TASK DESCRIPTION: What lines in the data below mention the string "keep"? Copy them out.

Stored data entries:
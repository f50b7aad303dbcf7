//! Per-frame asynchronous detection pipeline.

use std::sync::Arc;

use anyhow::Result;
use crossbeam_channel::{bounded, Receiver, Sender};
use fast_image_resize::images::Image as FirImage;
use image::RgbImage;
use ndarray::Array2;
use parking_lot::RwLock;

use crate::common::{Armor, DetectorConfig};
use crate::detection::image_ops::{blob_from_image, letterbox, to_fir_image};
use crate::detection::nms::nms_indices;
use crate::detection::ort_engine::{InferenceEngine, OrtEngine};
use crate::detection::proposals::generate_proposals;

/// Result sink: invoked once per delivered frame with the surviving
/// detections (descending confidence), the submission timestamp and the
/// unmodified source image. Runs on whatever worker thread completed the
/// frame, never on the submitting thread.
pub type DetectorCallback = Box<dyn Fn(&[Armor], i64, &RgbImage) + Send + Sync>;

/// Completion handle for one submitted frame.
///
/// Resolves to `true` once the frame's results were handed to the
/// registered callback, `false` if the frame was rejected (empty image),
/// the result was dropped (no callback registered at completion time) or
/// the in-flight task failed.
pub struct FrameHandle {
    rx: Receiver<bool>,
}

impl FrameHandle {
    fn pair() -> (Sender<bool>, Self) {
        let (tx, rx) = bounded(1);
        (tx, Self { rx })
    }

    fn rejected() -> Self {
        let (tx, handle) = Self::pair();
        let _ = tx.send(false);
        handle
    }

    /// Blocks until the frame's pipeline run completes. A task that died
    /// without reporting resolves to `false`.
    pub fn wait(self) -> bool {
        self.rx.recv().unwrap_or(false)
    }

    /// Non-blocking poll; `None` while the frame is still in flight.
    pub fn try_wait(&self) -> Option<bool> {
        self.rx.try_recv().ok()
    }
}

/// Asynchronous armor detector.
///
/// Owns the per-frame lifecycle: `submit_frame` letterboxes the image on
/// the caller's thread, then schedules blob preparation, inference,
/// proposal extraction, NMS and callback dispatch onto the rayon worker
/// pool. Frames are processed independently; no state is carried between
/// them and nothing orders the completions of concurrently in-flight
/// frames.
pub struct ArmorDetector {
    config: DetectorConfig,
    engine: RwLock<Option<Arc<dyn InferenceEngine>>>,
    callback: Arc<RwLock<Option<DetectorCallback>>>,
}

impl ArmorDetector {
    /// Creates a detector without a compiled model; call [`init`] before
    /// submitting frames.
    ///
    /// [`init`]: ArmorDetector::init
    pub fn new(config: DetectorConfig) -> Self {
        Self {
            config,
            engine: RwLock::new(None),
            callback: Arc::new(RwLock::new(None)),
        }
    }

    /// Creates a detector over an already-built engine. Used by tests and
    /// by callers bringing their own inference backend.
    pub fn with_engine(config: DetectorConfig, engine: Arc<dyn InferenceEngine>) -> Self {
        Self {
            config,
            engine: RwLock::new(Some(engine)),
            callback: Arc::new(RwLock::new(None)),
        }
    }

    /// (Re)compiles the inference graph from the configuration. Explicit:
    /// construction alone does not touch the model file.
    pub fn init(&self) -> Result<()> {
        let engine = OrtEngine::new(&self.config)?;
        *self.engine.write() = Some(Arc::new(engine));
        Ok(())
    }

    pub fn config(&self) -> &DetectorConfig {
        &self.config
    }

    /// Installs the result callback used by all subsequently completed
    /// frames. Not retroactive: a frame that completes while no callback
    /// is set resolves its handle to `false` and its result is dropped.
    /// Replacing the callback is not synchronized against in-flight
    /// completions; the last write before a frame completes wins.
    pub fn register_callback<F>(&self, callback: F)
    where
        F: Fn(&[Armor], i64, &RgbImage) + Send + Sync + 'static,
    {
        *self.callback.write() = Some(Box::new(callback));
    }

    /// Accepts a frame for detection and returns immediately.
    ///
    /// An empty image yields an already-resolved `false` handle with no
    /// work scheduled. Otherwise the letterbox transform runs here on the
    /// caller's thread and the rest of the pipeline is spawned onto the
    /// worker pool. Once submitted a frame always runs to completion;
    /// there is no cancellation and no retry.
    pub fn submit_frame(&self, image: RgbImage, timestamp_nanos: i64) -> FrameHandle {
        if image.width() == 0 || image.height() == 0 {
            return FrameHandle::rejected();
        }

        let engine = match self.engine.read().as_ref() {
            Some(engine) => Arc::clone(engine),
            None => {
                log::warn!("submit_frame called before init; frame dropped");
                return FrameHandle::rejected();
            }
        };

        let fir = to_fir_image(image.clone());
        let (padded, transform) =
            match letterbox(&fir, self.config.input_width, self.config.input_height) {
                Ok(result) => result,
                Err(e) => {
                    log::error!("Letterbox failed: {e}");
                    return FrameHandle::rejected();
                }
            };

        let (tx, handle) = FrameHandle::pair();
        let task = FrameTask {
            engine,
            padded,
            transform,
            src_image: image,
            timestamp_nanos,
            conf_threshold: self.config.conf_threshold,
            nms_threshold: self.config.nms_threshold,
            top_k: self.config.top_k,
            callback: Arc::clone(&self.callback),
        };

        rayon::spawn(move || {
            let delivered = task.run();
            let _ = tx.send(delivered);
        });

        handle
    }
}

/// Everything one in-flight frame needs, moved onto the worker thread.
struct FrameTask {
    engine: Arc<dyn InferenceEngine>,
    padded: FirImage<'static>,
    transform: Array2<f32>,
    src_image: RgbImage,
    timestamp_nanos: i64,
    conf_threshold: f32,
    nms_threshold: f32,
    top_k: usize,
    callback: Arc<RwLock<Option<DetectorCallback>>>,
}

impl FrameTask {
    /// Blob -> inference -> proposals -> NMS -> callback. Returns whether
    /// the result reached a callback.
    fn run(self) -> bool {
        let blob = match blob_from_image(&self.padded) {
            Ok(blob) => blob,
            Err(e) => {
                log::error!("Blob preparation failed: {e}");
                return false;
            }
        };

        let output = match self.engine.infer(blob) {
            Ok(output) => output,
            Err(e) => {
                log::error!("Inference failed: {e}");
                return false;
            }
        };

        let proposals = generate_proposals(output.view(), &self.transform, self.conf_threshold);
        let keep = nms_indices(
            &proposals.boxes,
            self.conf_threshold,
            self.nms_threshold,
            self.top_k,
        );
        let armors: Vec<Armor> = keep
            .iter()
            .map(|&i| proposals.armors[i].clone())
            .collect();

        match self.callback.read().as_ref() {
            Some(callback) => {
                callback(&armors, self.timestamp_nanos, &self.src_image);
                true
            }
            None => {
                log::debug!(
                    "No callback registered, dropping result for frame {}",
                    self.timestamp_nanos
                );
                false
            }
        }
    }
}
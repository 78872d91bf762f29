// massive_world_physics/server/src/core/error.rs
use crate::core::types::{EntityId, RegionId};
use thiserror::Error;

#[derive(Error, Debug)]
pub enum PhysicsError {
    #[error("Configuration error: {0}")]
    Config(String),

    #[error("Invalid force: {0}")]
    InvalidForce(String),

    #[error("Entity not found: {0}")]
    EntityNotFound(EntityId),

    #[error("Region not found: {0}")]
    RegionNotFound(RegionId),

    #[error("Invalid state: {0}")]
    InvalidState(String),

    #[error("IO error: {0}")]
    Io(#[from] std::io::Error),

    #[error("YAML error: {0}")]
    Yaml(#[from] serde_yaml::Error),
}

pub type PhysicsResult<T> = Result<T, PhysicsError>;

SOLUTION TO THE PROBLEM:
        let keep = nms_indices(
        let armors: Vec<Armor> = keep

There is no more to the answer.